JAKARTA – Badan Pengelola Keamanan Sosial Ketenagakerjaan ( BP Jamsostek ) menilai kebijakan mengubah usia pensiun menjadi 59 tahun bukan berdampak buruk bagi pemeliharaan jaminan sosial terhadap tenaga kerja di tempat Indonesia.
Adapun usia pensiun menjadi 59 tahun merujuk pada Peraturan eksekutif (PP) Nomor 45 Tahun 2015 tentang Penyelenggaraan Inisiatif Garansi Pensiun.
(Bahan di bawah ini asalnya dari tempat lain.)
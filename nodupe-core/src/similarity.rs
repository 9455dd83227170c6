//! Reference similarity index.
//!
//! Exact cosine similarity over a contiguous f32 matrix. Vectors arrive
//! L2-normalized from the catalog, so cosine reduces to a dot product.
//! External approximate backends plug in through [`SimilarityBackend`]
//! without affecting core semantics.

use std::fs;
use std::path::Path;

use serde::{Deserialize, Serialize};
use tracing::info;

use crate::error::{Error, Result};
use crate::types::EmbeddingId;

/// Rows processed per batch in a query pass.
const QUERY_BATCH: usize = 1024;

/// A nearest-neighbor backend over embeddings.
///
/// Backends must be deterministic given equal inputs and must not mutate
/// shared state outside `add`/`load`.
pub trait SimilarityBackend: Send + Sync {
    fn add(&mut self, id: EmbeddingId, vector: &[f32]) -> Result<()>;

    /// Top-`k` ids by cosine similarity, threshold-filtered after top-k,
    /// ordered by descending score then ascending id.
    fn query(&self, vector: &[f32], k: usize, threshold: f32)
    -> Result<Vec<(EmbeddingId, f32)>>;

    fn persist(&self, path: &Path) -> Result<()>;

    fn load(&mut self, path: &Path) -> Result<()>;
}

#[derive(Serialize, Deserialize)]
struct PersistedIndex {
    dim: u16,
    ids: Vec<EmbeddingId>,
    data: Vec<f32>,
}

/// Brute-force in-memory index.
pub struct BruteForceIndex {
    dim: u16,
    ids: Vec<EmbeddingId>,
    /// Row-major `ids.len() x dim` matrix.
    data: Vec<f32>,
}

impl BruteForceIndex {
    pub fn new(dim: u16) -> Self {
        Self {
            dim,
            ids: Vec::new(),
            data: Vec::new(),
        }
    }

    pub fn len(&self) -> usize {
        self.ids.len()
    }

    pub fn is_empty(&self) -> bool {
        self.ids.is_empty()
    }

    pub fn dim(&self) -> u16 {
        self.dim
    }

    fn row(&self, idx: usize) -> &[f32] {
        let d = usize::from(self.dim);
        &self.data[idx * d..(idx + 1) * d]
    }

    fn scores(&self, vector: &[f32]) -> Vec<f32> {
        let mut scores = Vec::with_capacity(self.ids.len());
        for batch_start in (0..self.ids.len()).step_by(QUERY_BATCH) {
            let batch_end = (batch_start + QUERY_BATCH).min(self.ids.len());
            for idx in batch_start..batch_end {
                let row = self.row(idx);
                let dot: f32 = row.iter().zip(vector).map(|(a, b)| a * b).sum();
                scores.push(dot);
            }
        }
        scores
    }

    /// Greedy clustering: every vector joins the cluster of the first
    /// unassigned vector it is within `threshold` of. Singleton clusters
    /// are included; callers filter as needed.
    pub fn clusters(&self, threshold: f32) -> Vec<Vec<EmbeddingId>> {
        let mut assigned = vec![false; self.ids.len()];
        let mut clusters = Vec::new();

        for seed in 0..self.ids.len() {
            if assigned[seed] {
                continue;
            }
            assigned[seed] = true;
            let mut members = vec![self.ids[seed]];
            let seed_row = self.row(seed);

            for other in (seed + 1)..self.ids.len() {
                if assigned[other] {
                    continue;
                }
                let dot: f32 = self.row(other).iter().zip(seed_row).map(|(a, b)| a * b).sum();
                if dot >= threshold {
                    assigned[other] = true;
                    members.push(self.ids[other]);
                }
            }
            clusters.push(members);
        }
        clusters
    }
}

impl SimilarityBackend for BruteForceIndex {
    fn add(&mut self, id: EmbeddingId, vector: &[f32]) -> Result<()> {
        if vector.len() != usize::from(self.dim) {
            return Err(Error::InvalidInput(format!(
                "embedding {} has dimension {}, index expects {}",
                id,
                vector.len(),
                self.dim
            )));
        }
        self.ids.push(id);
        self.data.extend_from_slice(vector);
        Ok(())
    }

    fn query(
        &self,
        vector: &[f32],
        k: usize,
        threshold: f32,
    ) -> Result<Vec<(EmbeddingId, f32)>> {
        if vector.len() != usize::from(self.dim) {
            return Err(Error::InvalidInput(format!(
                "query vector has dimension {}, index expects {}",
                vector.len(),
                self.dim
            )));
        }

        let scores = self.scores(vector);
        let mut ranked: Vec<(EmbeddingId, f32)> = self
            .ids
            .iter()
            .copied()
            .zip(scores)
            .collect();
        ranked.sort_by(|a, b| {
            b.1.partial_cmp(&a.1)
                .unwrap_or(std::cmp::Ordering::Equal)
                .then_with(|| a.0.cmp(&b.0))
        });
        ranked.truncate(k);
        ranked.retain(|(_, score)| *score >= threshold);
        Ok(ranked)
    }

    fn persist(&self, path: &Path) -> Result<()> {
        let persisted = PersistedIndex {
            dim: self.dim,
            ids: self.ids.clone(),
            data: self.data.clone(),
        };
        let bytes = postcard::to_allocvec(&persisted)
            .map_err(|e| Error::Catalog(format!("Failed to serialize similarity index: {e}")))?;
        fs::write(path, bytes)?;
        info!(
            "Persisted similarity index ({} vectors) to {}",
            self.ids.len(),
            path.display()
        );
        Ok(())
    }

    fn load(&mut self, path: &Path) -> Result<()> {
        let bytes = fs::read(path)?;
        let persisted: PersistedIndex = postcard::from_bytes(&bytes)
            .map_err(|e| Error::Catalog(format!("Failed to deserialize similarity index: {e}")))?;
        if persisted.data.len() != persisted.ids.len() * usize::from(persisted.dim) {
            return Err(Error::CatalogCorrupt(format!(
                "similarity index at {} has inconsistent dimensions",
                path.display()
            )));
        }
        self.dim = persisted.dim;
        self.ids = persisted.ids;
        self.data = persisted.data;
        Ok(())
    }
}

#[cfg(test)]
mod tests {
    use super::*;
    use crate::embed::l2_normalize;

    fn unit(v: &[f32]) -> Vec<f32> {
        let mut v = v.to_vec();
        l2_normalize(&mut v);
        v
    }

    #[test]
    fn query_ranks_by_cosine() {
        let mut index = BruteForceIndex::new(2);
        index.add(1, &unit(&[1.0, 0.0])).unwrap();
        index.add(2, &unit(&[0.0, 1.0])).unwrap();
        index.add(3, &unit(&[1.0, 0.2])).unwrap();

        let results = index.query(&unit(&[1.0, 0.0]), 3, -1.0).unwrap();
        assert_eq!(results[0].0, 1);
        assert_eq!(results[1].0, 3);
        assert_eq!(results[2].0, 2);
    }

    #[test]
    fn threshold_applies_after_top_k() {
        let mut index = BruteForceIndex::new(2);
        index.add(1, &unit(&[1.0, 0.0])).unwrap();
        index.add(2, &unit(&[0.9, 0.1])).unwrap();
        index.add(3, &unit(&[0.0, 1.0])).unwrap();

        let results = index.query(&unit(&[1.0, 0.0]), 2, 0.5).unwrap();
        // Orthogonal vector is cut by top-k, near-parallel ones survive.
        assert_eq!(results.len(), 2);
        assert!(results.iter().all(|(_, s)| *s >= 0.5));
    }

    #[test]
    fn dimension_mismatch_is_invalid_input() {
        let mut index = BruteForceIndex::new(3);
        assert!(index.add(1, &[1.0, 0.0]).is_err());
        assert!(index.query(&[1.0], 1, 0.0).is_err());
    }

    #[test]
    fn persist_load_round_trip() {
        let dir = tempfile::tempdir().unwrap();
        let path = dir.path().join("index.bin");

        let mut index = BruteForceIndex::new(2);
        index.add(10, &unit(&[1.0, 0.0])).unwrap();
        index.add(20, &unit(&[0.0, 1.0])).unwrap();
        index.persist(&path).unwrap();

        let mut loaded = BruteForceIndex::new(0);
        loaded.load(&path).unwrap();
        assert_eq!(loaded.len(), 2);
        assert_eq!(loaded.dim(), 2);

        let results = loaded.query(&unit(&[1.0, 0.0]), 1, 0.0).unwrap();
        assert_eq!(results[0].0, 10);
    }

    #[test]
    fn clusters_group_similar_vectors() {
        let mut index = BruteForceIndex::new(2);
        index.add(1, &unit(&[1.0, 0.0])).unwrap();
        index.add(2, &unit(&[1.0, 0.01])).unwrap();
        index.add(3, &unit(&[0.0, 1.0])).unwrap();

        let clusters = index.clusters(0.99);
        assert_eq!(clusters.len(), 2);
        assert_eq!(clusters[0], vec![1, 2]);
        assert_eq!(clusters[1], vec![3]);
    }
}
Pada 2019 usia pensiun dipatok pada usia 57 tahun, lalu naik ke usia 58 tahun pada 2022, kemudian sekarang ini menjadi 59 tahun pada 2025.
Deputi Komunikasi BPJS Ketenagakerjaan , Oni Marbun mengatakan, kenaikan bertahap untuk usia pensiun yang disebutkan merupakan hal umum yang tersebut juga dijalankan di dalam negara-negara lain yang tersebut menyelenggarakan acara serupa.
“Kenaikan bertahap untuk usia pensiun merupakan hal umum yang juga dijalankan di tempat negara-negara lain yang menyelenggarakan acara serupa,” ujar Oni terhadap MNC Portal, Mingguan (12/1/2025).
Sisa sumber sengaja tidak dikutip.